- _YOUR ASSIGNMENT_
What lines of the data below hold the string "RoomSubscription"? Copy each one out.

- _DATA EXTRACT_
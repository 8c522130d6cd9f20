//! Scripted room session.

use std::sync::Arc;
use std::time::Duration;

use clap::Args;
use futures_util::future::join_all;
use huddle_common::{HuddleError, Participant, Poll, RoomId};
use huddle_config::HuddleConfig;
use huddle_social::{
    spawn_reaper, ChatService, Identity, NetworkMonitor, NetworkStatus, NewRoom, RoomError,
    RoomEvent, RoomService, RoomSubscriber, RoomSubscription, SubscribeOptions,
};
use huddle_store::{DocumentStore, MemoryStore};
use tokio::sync::mpsc;
use tracing::{debug, info, warn};

#[derive(Args, Debug)]
pub struct SimulateArgs {
    /// Number of participants joining the room (the first one is admin).
    #[arg(short, long, default_value_t = 3)]
    participants: usize,

    /// Chat messages each participant sends.
    #[arg(short, long, default_value_t = 2)]
    messages: usize,

    /// Room name.
    #[arg(long, default_value = "Demo room")]
    room: String,

    /// Drop and restore the network halfway through.
    #[arg(long)]
    flaky_network: bool,

    /// Milliseconds to pause between steps.
    #[arg(long, default_value_t = 50)]
    step_ms: u64,
}

pub async fn run(config: &HuddleConfig, args: SimulateArgs) -> Result<(), HuddleError> {
    let mem = MemoryStore::new();
    let store: Arc<dyn DocumentStore> = Arc::new(mem.clone());
    let step = Duration::from_millis(args.step_ms);

    let rooms = RoomService::new(Arc::clone(&store))
        .with_room_limit(config.rooms.max_rooms_per_owner as usize);
    let chat = ChatService::new(Arc::clone(&store))
        .with_max_message_length(config.rooms.max_message_length as usize);

    let owner = Identity::new("demo-owner").with_display_name("Host");
    let room = rooms
        .create_room(
            NewRoom {
                name: args.room.clone(),
                admin_name: Some("Host".into()),
                admin_password: huddle_common::new_id(),
            },
            Some(&owner),
        )
        .await
        .map_err(room_error)?;
    rooms.open_room(&room).await.map_err(room_error)?;

    let heartbeat = config.presence.heartbeat_interval();
    let reaper = heartbeat.map(|_| {
        info!(
            stale_after = ?config.presence.stale_after(),
            "stale presence reaper enabled"
        );
        spawn_reaper(
            Arc::clone(&store),
            config.presence.reap_interval(),
            config.presence.stale_after(),
        )
    });

    let network = NetworkMonitor::new();
    let subscriber = RoomSubscriber::new(Arc::clone(&store));
    let mut sessions = Vec::with_capacity(args.participants);
    for i in 0..args.participants {
        let participant = if i == 0 {
            Participant::new("Host").admin()
        } else {
            Participant::new(format!("guest-{i}"))
        };
        let options = SubscribeOptions {
            network: Some(network.subscribe()),
            heartbeat_interval: heartbeat,
        };
        let (sub, events) = subscriber
            .subscribe(room.clone(), participant.clone(), options)
            .await?;
        tokio::spawn(follow_events(participant.name.clone(), events, i == 0));
        sessions.push((participant, sub));
    }

    for outcome in join_all(sessions.iter_mut().map(|(_, sub)| sub.ready())).await {
        if let Err(e) = outcome {
            warn!(error = %e, "participant failed to join");
        }
    }
    info!(room = %room, participants = sessions.len(), "everyone joined");

    tokio::select! {
        result = script(&chat, &room, &sessions, &network, &args, step) => result?,
        _ = tokio::signal::ctrl_c() => {
            info!("interrupted, signalling departure");
            for (_, sub) in &sessions {
                sub.presence().signal_unload();
            }
            return Ok(());
        }
    }

    let leaving: Vec<_> = sessions
        .into_iter()
        .filter_map(|(_, sub)| sub.unsubscribe())
        .collect();
    join_all(leaving).await;
    if let Some(reaper) = reaper {
        reaper.abort();
    }

    let room_doc = rooms.get_room(&room).await.map_err(room_error)?;
    let summary = serde_json::json!({
        "room": room.as_str(),
        "name": room_doc.name,
        "onlineCount": room_doc.online_count,
        "messages": chat.messages(&room).await.map_err(room_error)?.len(),
        "commits": mem.commit_count(),
    });
    println!(
        "{}",
        serde_json::to_string_pretty(&summary).map_err(|e| HuddleError::Other(e.to_string()))?
    );
    Ok(())
}

async fn script(
    chat: &ChatService,
    room: &RoomId,
    sessions: &[(Participant, RoomSubscription)],
    network: &NetworkMonitor,
    args: &SimulateArgs,
    step: Duration,
) -> Result<(), HuddleError> {
    for round in 0..args.messages {
        for (participant, _) in sessions {
            let text = format!("hello #{round} from {}", participant.name);
            chat.send_message(room, participant, &text, None)
                .await
                .map_err(room_error)?;
        }
        tokio::time::sleep(step).await;
    }

    if let Some((host, _)) = sessions.first() {
        let poll = Poll::multiple_choice("Ready for the next topic?", &["yes", "not yet"]);
        let id = chat.post_poll(room, host, poll).await.map_err(room_error)?;
        tokio::time::sleep(step).await;
        chat.close_poll(&id).await.map_err(room_error)?;
    }

    if args.flaky_network {
        info!("network going offline");
        network.set(NetworkStatus::Offline);
        tokio::time::sleep(step).await;
        info!("network back online");
        network.set(NetworkStatus::Online);
    }
    tokio::time::sleep(step).await;
    Ok(())
}

async fn follow_events(name: String, mut events: mpsc::Receiver<RoomEvent>, verbose: bool) {
    while let Some(event) = events.recv().await {
        match event {
            RoomEvent::OnlineCount(count) if verbose => {
                info!(viewer = %name, online = count, "online count")
            }
            RoomEvent::OnlineUsers(users) if verbose => {
                info!(viewer = %name, users = ?users, "online users")
            }
            RoomEvent::Messages(messages) if verbose => {
                if let Some(last) = messages.last() {
                    info!(
                        viewer = %name,
                        total = messages.len(),
                        from = %last.user_name,
                        text = %last.message,
                        "messages"
                    );
                }
            }
            RoomEvent::RoomDeleted => warn!(viewer = %name, "room deleted"),
            RoomEvent::Error(e) => warn!(viewer = %name, error = %e, "room feed error"),
            other => debug!(viewer = %name, event = ?other, "room event"),
        }
    }
}

fn room_error(e: RoomError) -> HuddleError {
    match e {
        RoomError::Store(e) => HuddleError::Store(e),
        other => HuddleError::Room(other.to_string()),
    }
}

- _RESPONSE BOX_
    RoomEvent, RoomService, RoomSubscriber, RoomSubscription, SubscribeOptions,
    sessions: &[(Participant, RoomSubscription)],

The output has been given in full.